__Task goal__. Exactly the lines below from the one with "state.select(Some(app.task_index.min(day.todos.len() - 1)));" up to and including the one with "let check = if" make up the answer, with nothing else added.

__Supplied material__.
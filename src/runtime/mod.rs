use crate::{
    app::App,
    backup,
    sync::{SyncCompletion, SyncError},
};
use chrono::Local;
use std::sync::mpsc::TryRecvError;

pub fn tick(app: &mut App) {
    handle_sync_completion(app);

    app.feedback.expire();

    if let Some(expiry) = app.toast_expiry
        && Local::now() >= expiry
    {
        app.toast_expiry = None;
        app.toast_message = None;
    }
}

fn handle_sync_completion(app: &mut App) {
    let result = {
        let Some(receiver) = app.sync_receiver.as_ref() else {
            return;
        };
        receiver.try_recv()
    };

    match result {
        Ok(SyncCompletion::Fetched(result)) => {
            app.sync_receiver = None;
            match app.engine.finish_fetch(result) {
                Ok(()) => {
                    app.clamp_selection();
                    app.toast("Fetched latest data from Gist.");
                }
                Err(e) => app.toast(format!("Fetch failed: {e}")),
            }
        }
        Ok(SyncCompletion::Saved(request, outcome)) => {
            app.sync_receiver = None;
            match app.engine.finish_save(request, outcome) {
                Ok(saved) if saved.download => {
                    let today = saved.saved_at.date_naive();
                    match backup::write_download(&app.config.data.export_dir, &saved.content, today)
                    {
                        Ok(path) => app.toast(format!("Saved to Gist and {}", path.display())),
                        Err(e) => app.toast(format!("Saved to Gist; download failed: {e}")),
                    }
                }
                Ok(_) => app.toast("Saved to Gist."),
                Err(e @ SyncError::Conflict) => {
                    app.clamp_selection();
                    app.toast(e.to_string());
                }
                Err(e) => app.toast(format!("Save failed: {e}")),
            }
        }
        Err(TryRecvError::Empty) => {}
        Err(TryRecvError::Disconnected) => {
            app.sync_receiver = None;
            app.engine
                .abandon(SyncError::Request("sync worker stopped unexpectedly".to_string()));
            app.toast("Sync worker stopped unexpectedly.");
        }
    }
}
use ratatui::{
    Frame,
    layout::{Alignment, Constraint, Direction, Layout, Rect},
    style::{Modifier, Style},
    text::{Line, Span},
    widgets::{Block, Borders, List, ListItem, ListState, Paragraph, Wrap},
};

use crate::app::App;
use crate::board::DayRef;
use crate::clipboard::FeedbackKind;
use crate::models::{Day, InputMode, Task};
use unicode_width::UnicodeWidthStr;

pub mod color_parser;
pub mod components;
pub mod popups;
pub mod theme;

use components::{markdown_lines, truncate, wrap_text};
use popups::{
    render_clear_confirm_popup, render_data_popup, render_delete_task_popup,
    render_fetch_confirm_popup, render_help_popup, render_import_popup, render_notes_editor,
    render_paste_confirm_popup, render_remote_popup, render_save_popup, render_task_editor,
};

pub fn ui(f: &mut Frame, app: &mut App) {
    let tokens = theme::ThemeTokens::from_theme(&app.config.theme);
    let chunks = Layout::default()
        .direction(Direction::Vertical)
        .constraints([
            Constraint::Length(1),
            Constraint::Min(8),
            Constraint::Length(10),
            Constraint::Length(1),
        ])
        .split(f.area());

    render_header(f, chunks[0], app, &tokens);
    render_week(f, chunks[1], app, &tokens);

    let bottom = Layout::default()
        .direction(Direction::Horizontal)
        .constraints([Constraint::Percentage(50), Constraint::Percentage(50)])
        .split(chunks[2]);
    render_task_details(f, bottom[0], app, &tokens);
    render_weekly_notes(f, bottom[1], app, &tokens);

    render_status_bar(f, chunks[3], app, &tokens);

    if app.task_editor.is_some() {
        render_task_editor(f, app);
    }
    if app.notes_editor.is_some() {
        render_notes_editor(f, app);
    }

    // Drawn bottom-up so the popup that receives keys ends up on top.
    if app.show_data_popup {
        render_data_popup(f, app);
    }
    if app.import_input.is_some() {
        render_import_popup(f, app);
    }
    if app.show_clear_confirm {
        render_clear_confirm_popup(f);
    }
    if app.remote_form.is_some() {
        render_remote_popup(f, app);
    }
    if app.show_save_popup {
        render_save_popup(f, app);
    }
    if app.delete_target.is_some() {
        render_delete_task_popup(f);
    }
    if app.paste_target.is_some() {
        render_paste_confirm_popup(f, app);
    }
    if app.show_fetch_confirm {
        render_fetch_confirm_popup(f);
    }
    if app.show_help_popup {
        render_help_popup(f, app);
    }
}

fn render_header(f: &mut Frame, area: Rect, app: &App, tokens: &theme::ThemeTokens) {
    let Some(month) = app.current_month() else {
        f.render_widget(
            Paragraph::new(" No months on the board. Fetch from Gist (f) or import a backup (i)."),
            area,
        );
        return;
    };
    let year = month.id.rsplit('-').next().unwrap_or_default();
    let week = app.current_week().map(|w| w.name.as_str()).unwrap_or("-");
    let months = app.engine.data().len();

    let line = Line::from(vec![
        Span::styled(
            format!(" {} {year} ", month.name),
            Style::default()
                .fg(tokens.day_header)
                .add_modifier(Modifier::BOLD),
        ),
        Span::styled(
            format!("({}/{months})", app.month_index + 1),
            Style::default().fg(tokens.muted),
        ),
        Span::raw("  "),
        Span::styled(week.to_string(), Style::default().add_modifier(Modifier::BOLD)),
    ]);
    f.render_widget(Paragraph::new(line), area);
}

fn render_week(f: &mut Frame, area: Rect, app: &App, tokens: &theme::ThemeTokens) {
    let (Some(month), Some(week)) = (app.current_month(), app.current_week()) else {
        f.render_widget(Block::default().borders(Borders::ALL), area);
        return;
    };
    if week.days.is_empty() {
        f.render_widget(Block::default().borders(Borders::ALL), area);
        return;
    }

    let columns = Layout::default()
        .direction(Direction::Horizontal)
        .constraints(vec![Constraint::Ratio(1, week.days.len() as u32); week.days.len()])
        .split(area);

    for (index, (day, column)) in week.days.iter().zip(columns.iter()).enumerate() {
        let at = DayRef::new(&month.id, &week.id, index);
        let selected = index == app.day_index;
        render_day(f, *column, app, tokens, day, &at, selected);
    }
}

fn render_day(
    f: &mut Frame,
    area: Rect,
    app: &App,
    tokens: &theme::ThemeTokens,
    day: &Day,
    at: &DayRef,
    selected: bool,
) {
    let mut title = vec![Span::styled(
        format!(" {} ", day.full_date),
        Style::default()
            .fg(tokens.day_header)
            .add_modifier(Modifier::BOLD),
    )];
    if app.feedback.is_active(FeedbackKind::Copy, at) || app.feedback.is_active(FeedbackKind::Paste, at)
    {
        title.push(Span::styled(
            "✓ ",
            Style::default()
                .fg(tokens.feedback)
                .add_modifier(Modifier::BOLD),
        ));
    }

    let border_color = if selected {
        tokens.border_selected
    } else {
        tokens.border_default
    };
    let block = Block::default()
        .title(Line::from(title))
        .borders(Borders::ALL)
        .border_style(Style::default().fg(border_color));

    let inner_width = block.inner(area).width as usize;
    let items: Vec<ListItem> = day
        .todos
        .iter()
        .map(|task| task_item(task, inner_width, tokens))
        .collect();

    let list = List::new(items).block(block).highlight_style(
        Style::default()
            .bg(tokens.highlight)
            .add_modifier(Modifier::BOLD),
    );
    let mut state = ListState::default();
    if selected && app.input_mode == InputMode::Navigate && !day.todos.is_empty() {
        state.select(Some(app.task_index.min(day.todos.len() - 1)));
    }
    f.render_stateful_widget(list, area, &mut state);
}

fn task_item(task: &Task, width: usize, tokens: &theme::ThemeTokens) -> ListItem<'static> {
    let check = if task.completed { "[x] " } else { "[ ] " };
    let link = if task.has_url() { " ↗" } else { "" };
    let text_width = width
        .saturating_sub(UnicodeWidthStr::width(check))
        .saturating_sub(UnicodeWidthStr::width(link));

    let text_style = if task.completed {
        Style::default()
            .fg(tokens.task_done)
            .add_modifier(Modifier::CROSSED_OUT)
    } else {
        Style::default()
    };

    let mut lines = vec![Line::from(vec![
        Span::styled(check, Style::default().fg(tokens.task_done)),
        Span::styled(truncate(&task.text, text_width), text_style),
        Span::styled(link, Style::default().fg(tokens.task_time)),
    ])];
    if !task.time.is_empty() {
        lines.push(Line::from(Span::styled(
            format!("    {}", truncate(&task.time, width.saturating_sub(4))),
            Style::default().fg(tokens.task_time),
        )));
    }
    ListItem::new(lines)
}

fn render_task_details(f: &mut Frame, area: Rect, app: &App, tokens: &theme::ThemeTokens) {
    let block = Block::default()
        .title(" Task ")
        .borders(Borders::ALL)
        .border_style(Style::default().fg(tokens.border_default));
    let Some(task) = app.selected_task() else {
        let hint = Paragraph::new("No task selected. Press a to add one.")
            .style(Style::default().fg(tokens.muted))
            .block(block);
        f.render_widget(hint, area);
        return;
    };

    let width = block.inner(area).width as usize;
    let mut lines = Vec::new();
    for part in wrap_text(&task.text, width) {
        lines.push(Line::from(Span::styled(
            part,
            Style::default().add_modifier(Modifier::BOLD),
        )));
    }
    let status = if task.completed { "done" } else { "open" };
    lines.push(Line::from(vec![
        Span::styled(task.time.clone(), Style::default().fg(tokens.task_time)),
        Span::styled(format!("  {status}"), Style::default().fg(tokens.muted)),
    ]));
    for url in task.urls() {
        lines.push(Line::from(Span::styled(
            url,
            Style::default()
                .fg(tokens.task_time)
                .add_modifier(Modifier::UNDERLINED),
        )));
    }
    if let Some(notes) = task.notes.as_deref()
        && !notes.trim().is_empty()
    {
        lines.push(Line::from(""));
        lines.extend(markdown_lines(notes));
    }

    f.render_widget(
        Paragraph::new(lines).block(block).wrap(Wrap { trim: false }),
        area,
    );
}

fn render_weekly_notes(f: &mut Frame, area: Rect, app: &App, tokens: &theme::ThemeTokens) {
    let week = app.current_week().map(|w| w.name.as_str()).unwrap_or("Week");
    let block = Block::default()
        .title(format!(" {week} notes "))
        .borders(Borders::ALL)
        .border_style(Style::default().fg(tokens.border_default));

    let notes = app.weekly_notes();
    let body = if notes.trim().is_empty() {
        Paragraph::new("No notes yet. Press w to write some.").style(Style::default().fg(tokens.muted))
    } else {
        Paragraph::new(markdown_lines(notes))
    };
    f.render_widget(body.block(block).wrap(Wrap { trim: false }), area);
}

fn render_status_bar(f: &mut Frame, area: Rect, app: &App, tokens: &theme::ThemeTokens) {
    if area.height == 0 || area.width == 0 {
        return;
    }

    let mode_label = match app.input_mode {
        InputMode::Navigate => "NAV",
        InputMode::Editing => "EDIT",
    };
    let status = app.engine.status(&app.remote);
    let left_spans = vec![
        Span::styled(
            format!(" {mode_label} "),
            Style::default()
                .fg(tokens.border_selected)
                .add_modifier(Modifier::BOLD),
        ),
        Span::raw(" "),
        Span::styled(
            format!("● {}", status.label()),
            Style::default()
                .fg(tokens.status_color(&status))
                .add_modifier(Modifier::BOLD),
        ),
        Span::styled(
            format!("  {}", app.clipboard.describe()),
            Style::default().fg(tokens.muted),
        ),
    ];

    let right = if let Some(toast) = app.toast_message.as_deref()
        && !toast.is_empty()
    {
        Some((toast.to_string(), tokens.feedback))
    } else {
        app.engine
            .error()
            .map(|error| (format!("Error: {error}"), tokens.status_error))
    };

    let Some((message, color)) = right else {
        f.render_widget(Paragraph::new(Line::from(left_spans)), area);
        return;
    };

    let min_left_width = 20u16;
    let right_width = (UnicodeWidthStr::width(message.as_str()) as u16)
        .min(area.width.saturating_sub(min_left_width));
    let status_chunks = Layout::default()
        .direction(Direction::Horizontal)
        .constraints([Constraint::Min(0), Constraint::Length(right_width)])
        .split(area);

    f.render_widget(Paragraph::new(Line::from(left_spans)), status_chunks[0]);
    let right = Paragraph::new(Span::styled(
        truncate(&message, right_width as usize),
        Style::default().fg(color).add_modifier(Modifier::BOLD),
    ))
    .alignment(Alignment::Right);
    f.render_widget(right, status_chunks[1]);
}
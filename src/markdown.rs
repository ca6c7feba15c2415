//! The small markdown subset used by weekly and task notes.
//!
//! `render_html` is a fixed, ordered list of regex substitutions. It does not
//! nest or escape, so adjacent or overlapping markers can come out wrong;
//! notes are short and this is good enough for them.

use regex::Regex;
use std::sync::OnceLock;

struct Rule {
    pattern: &'static str,
    replacement: &'static str,
}

// Bold must run before italic or `*` would eat half of every `**`.
const RULES: &[Rule] = &[
    Rule {
        pattern: r"\*\*(.*?)\*\*",
        replacement: "<strong>${1}</strong>",
    },
    Rule {
        pattern: r"\*(.*?)\*",
        replacement: "<em>${1}</em>",
    },
    Rule {
        pattern: r"__(.*?)__",
        replacement: "<u>${1}</u>",
    },
    Rule {
        pattern: r"`(.*?)`",
        replacement: "<code>${1}</code>",
    },
    Rule {
        pattern: r"(?m)^(?:>|&gt;) (.*)$",
        replacement: "<blockquote>${1}</blockquote>",
    },
    Rule {
        pattern: r"(?m)^- (.*)$",
        replacement: "<li>• ${1}</li>",
    },
    Rule {
        pattern: r"(?m)^\d+\.\s(.*)$",
        replacement: "<li>${1}</li>",
    },
    Rule {
        pattern: r"---",
        replacement: "<hr />",
    },
    Rule {
        pattern: r"\n",
        replacement: "<br>",
    },
];

fn compiled_rules() -> &'static [(Regex, &'static str)] {
    static COMPILED: OnceLock<Vec<(Regex, &'static str)>> = OnceLock::new();
    COMPILED.get_or_init(|| {
        RULES
            .iter()
            .filter_map(|rule| match Regex::new(rule.pattern) {
                Ok(re) => Some((re, rule.replacement)),
                Err(err) => {
                    log::error!("event=markdown_rule status=invalid pattern={} error={err}", rule.pattern);
                    None
                }
            })
            .collect()
    })
}

pub fn render_html(text: &str) -> String {
    compiled_rules()
        .iter()
        .fold(text.to_string(), |acc, (re, replacement)| {
            re.replace_all(&acc, *replacement).into_owned()
        })
}

#[derive(Debug, Clone, Copy, PartialEq, Eq)]
pub enum Inline {
    Text,
    Bold,
    Italic,
    Underline,
    Code,
}

#[derive(Debug, Clone, PartialEq, Eq)]
pub enum LineKind<'a> {
    Plain(&'a str),
    Quote(&'a str),
    Bullet(&'a str),
    Numbered { marker: &'a str, text: &'a str },
    Rule,
}

fn inline_regex() -> Option<&'static Regex> {
    static RE: OnceLock<Option<Regex>> = OnceLock::new();
    RE.get_or_init(|| Regex::new(r"\*\*(.*?)\*\*|\*(.*?)\*|__(.*?)__|`(.*?)`").ok())
        .as_ref()
}

fn numbered_regex() -> Option<&'static Regex> {
    static RE: OnceLock<Option<Regex>> = OnceLock::new();
    RE.get_or_init(|| Regex::new(r"^(\d+\.)\s(.*)$").ok()).as_ref()
}

/// Classifies one line by its block-level marker, in the same precedence as
/// `render_html`.
pub fn classify_line(line: &str) -> LineKind<'_> {
    if line.trim() == "---" {
        return LineKind::Rule;
    }
    if let Some(rest) = line.strip_prefix("> ").or_else(|| line.strip_prefix("&gt; ")) {
        return LineKind::Quote(rest);
    }
    if let Some(rest) = line.strip_prefix("- ") {
        return LineKind::Bullet(rest);
    }
    if let Some(caps) = numbered_regex().and_then(|re| re.captures(line))
        && let (Some(marker), Some(text)) = (caps.get(1), caps.get(2))
    {
        return LineKind::Numbered {
            marker: marker.as_str(),
            text: text.as_str(),
        };
    }
    LineKind::Plain(line)
}

/// Splits a single line into styled runs. At any position bold wins over
/// italic, matching `render_html`.
pub fn inline_segments(line: &str) -> Vec<(Inline, String)> {
    let Some(re) = inline_regex() else {
        return vec![(Inline::Text, line.to_string())];
    };

    let mut segments = Vec::new();
    let mut last = 0;
    for caps in re.captures_iter(line) {
        let Some(whole) = caps.get(0) else {
            continue;
        };
        if whole.start() > last {
            segments.push((Inline::Text, line[last..whole.start()].to_string()));
        }
        let styled = [Inline::Bold, Inline::Italic, Inline::Underline, Inline::Code]
            .into_iter()
            .zip(1..=4)
            .find_map(|(kind, group)| caps.get(group).map(|m| (kind, m.as_str().to_string())));
        if let Some(styled) = styled {
            segments.push(styled);
        }
        last = whole.end();
    }
    if last < line.len() {
        segments.push((Inline::Text, line[last..].to_string()));
    }
    segments
}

__Solution to this problem__.
        state.select(Some(app.task_index.min(day.todos.len() - 1)));
    }
    f.render_stateful_widget(list, area, &mut state);
}

fn task_item(task: &Task, width: usize, tokens: &theme::ThemeTokens) -> ListItem<'static> {
    let check = if task.completed { "[x] " } else { "[ ] " };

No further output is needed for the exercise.